Dans les heures qui ont suivi, les « boys » se sont ralliés derrière elle, dénonçant le commentaire désobligeant du joueur anonyme.
« J’ai beaucoup apprécié ça », évoque maintenant Katy Bourg. « Mais au début, après avoir lu le commentaire, j’ai failli lâcher. J’en ai parlé à mon chum. Abandonner aurait donné raison au gars qui a écrit ça.
« Le gars n’avait pas compris l’esprit de notre groupe », déplore Sébastien Desbois, l’organisateur de cette ligue.
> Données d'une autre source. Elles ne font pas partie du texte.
//! Coding-agent workbench.
//!
//! [`Workbench`] is the entry point: it builds agents from [`AgentSettings`]
//! and runs them directly or inside the TDD and linter [`workflow`]s. Test and
//! lint commands are resolved and executed by [`commands`]; [`scenario`]
//! adapts agents and workflows for an external scenario harness.

pub mod agents;
pub mod commands;
pub mod llm;
pub mod logging;
pub mod orchestrator;
pub mod prompts;
pub mod scenario;
pub mod settings;
pub mod workflow;

pub use agents::{AgentBuildError, AgentFactory, GenaiAgentFactory};
pub use commands::{
    CommandCategory, CommandError, CommandInput, CommandSequence, TestCommandExecutionError,
    TestCommandExecutor, TestCommandManager, TestCommandResult, WorkflowCommandConfig,
};
pub use logging::{init_logging, LoggingError};
pub use orchestrator::{Workbench, WorkbenchError};
pub use settings::{
    AgentSettings, LlmProvider, LogFormat, LogLevel, LoggingSettings, McpSettings, SettingsError,
};
pub use workflow::{
    LinterWorkflowConfig, TddWorkflowConfig, Workflow, WorkflowError, WorkflowRunOutput,
    WorkflowStatus,
};
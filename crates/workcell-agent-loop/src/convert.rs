//! Pure functions for converting between workcell and genai types.

use genai::chat::{ChatMessage, ChatRequest, MessageContent, ToolResponse};
use workcell_contract::thread::{Message, Role, ToolCall};
use workcell_contract::tool::ToolDescriptor;

/// Convert a ToolDescriptor to a genai Tool.
pub fn to_genai_tool(desc: &ToolDescriptor) -> genai::chat::Tool {
    genai::chat::Tool::new(&desc.id)
        .with_description(&desc.description)
        .with_schema(desc.parameters.clone())
}

pub fn to_chat_message(msg: &Message) -> ChatMessage {
    match msg.role {
        Role::System => ChatMessage::system(&msg.content),
        Role::User => ChatMessage::user(&msg.content),
        Role::Assistant => match &msg.tool_calls {
            Some(calls) if !calls.is_empty() => {
                let mut content = MessageContent::from(msg.content.as_str());
                for call in calls {
                    content.push(genai::chat::ContentPart::ToolCall(genai::chat::ToolCall {
                        call_id: call.id.clone(),
                        fn_name: call.name.clone(),
                        fn_arguments: call.arguments.clone(),
                        thought_signatures: None,
                    }));
                }
                ChatMessage::assistant(content)
            }
            _ => ChatMessage::assistant(&msg.content),
        },
        Role::Tool => ChatMessage::from(ToolResponse {
            call_id: msg.tool_call_id.clone().unwrap_or_default(),
            content: msg.content.clone(),
        }),
    }
}

/// Build a genai ChatRequest from messages and tools.
pub fn build_request(messages: &[Message], tools: &[ToolDescriptor]) -> ChatRequest {
    let chat_messages: Vec<ChatMessage> = messages.iter().map(to_chat_message).collect();
    let request = ChatRequest::new(chat_messages);
    if tools.is_empty() {
        return request;
    }
    request.with_tools(tools.iter().map(to_genai_tool).collect::<Vec<_>>())
}

pub fn from_genai_tool_call(call: &genai::chat::ToolCall) -> ToolCall {
    ToolCall::new(&call.call_id, &call.fn_name, call.fn_arguments.clone())
}

#[cfg(test)]
mod tests {
    use super::*;
    use serde_json::json;

    #[test]
    fn descriptor_becomes_genai_tool() {
        let desc = ToolDescriptor::new("calc", "Calculator", "Calculate expressions")
            .with_parameters(json!({"type": "object"}));
        let tool = to_genai_tool(&desc);
        assert_eq!(tool.name, "calc");
        assert_eq!(tool.description.as_deref(), Some("Calculate expressions"));
    }

    #[test]
    fn request_without_tools_has_none() {
        let request = build_request(&[Message::user("Hello"), Message::assistant("Hi!")], &[]);
        assert_eq!(request.messages.len(), 2);
        assert!(request.tools.is_none());
    }

    #[test]
    fn request_with_tools() {
        let desc = ToolDescriptor::new("echo", "Echo", "Echo input");
        let request = build_request(&[Message::user("Hello")], &[desc]);
        assert_eq!(request.tools.as_ref().map(Vec::len), Some(1));
    }

    #[test]
    fn tool_call_round_trips_through_genai() {
        let genai_call = genai::chat::ToolCall {
            call_id: "call_1".into(),
            fn_name: "search".into(),
            fn_arguments: json!({"q": "rust"}),
            thought_signatures: None,
        };
        let call = from_genai_tool_call(&genai_call);
        assert_eq!(call, ToolCall::new("call_1", "search", json!({"q": "rust"})));
    }

    #[test]
    fn tool_messages_convert_without_panicking() {
        let calls = vec![ToolCall::new("call_1", "search", json!({"q": "rust"}))];
        let _ = to_chat_message(&Message::assistant_with_tool_calls("Searching...", calls));
        let _ = to_chat_message(&Message::tool("call_1", "Result: 42"));
    }
}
Il aurait bien aimé le retrouver « pour lui expliquer ».
« Juste la façon qu’a Katy de nous dire « salut, les garçons » à la fin des parties, ça fait mon vendredi », résume David Comeau, pour exprimer le consentement général.
Des objections dans les tournois? Une occasion de se réinventer
En raison du très fort calibre de hockey qu’il déploie, Jean-François Plourde est recruté avec intérêt par des équipes s’inscrivant dans divers tournois, en Gaspésie et parfois en dehors de la région. Ce même calibre le confronte aussi à des objections tout aussi animées.
« Il y a des gens qui ne veulent pas que je joue, prétextant que ce ne sera pas juste. Je ne suis pas le seul à faire face à ce genre d’opposition. Je réponds souvent que je vais jouer à une autre position, comme à la défense, alors que je n’ai jamais joué à la défense. Je vais aussi jouer gaucher, alors que je suis droitier », explique-t-il.
Jean-François Plourde applique aussi cette versatilité dans les ligues de garage. « J’ai un bon « kick » de jouer à la défense parce que je ne connais pas cette position. Selon les raisons qui te font jouer au hockey, tu peux décider de te réinventer. Pendant mes années de hockey junior et professionnel, j’ai été plus un compteur qu’un passeur. Je peux me réinventer en devenant un passeur, en jouant à la défense, en jouant gaucher. Ça donne un défi et j’ai autant de plaisir », note-t-il.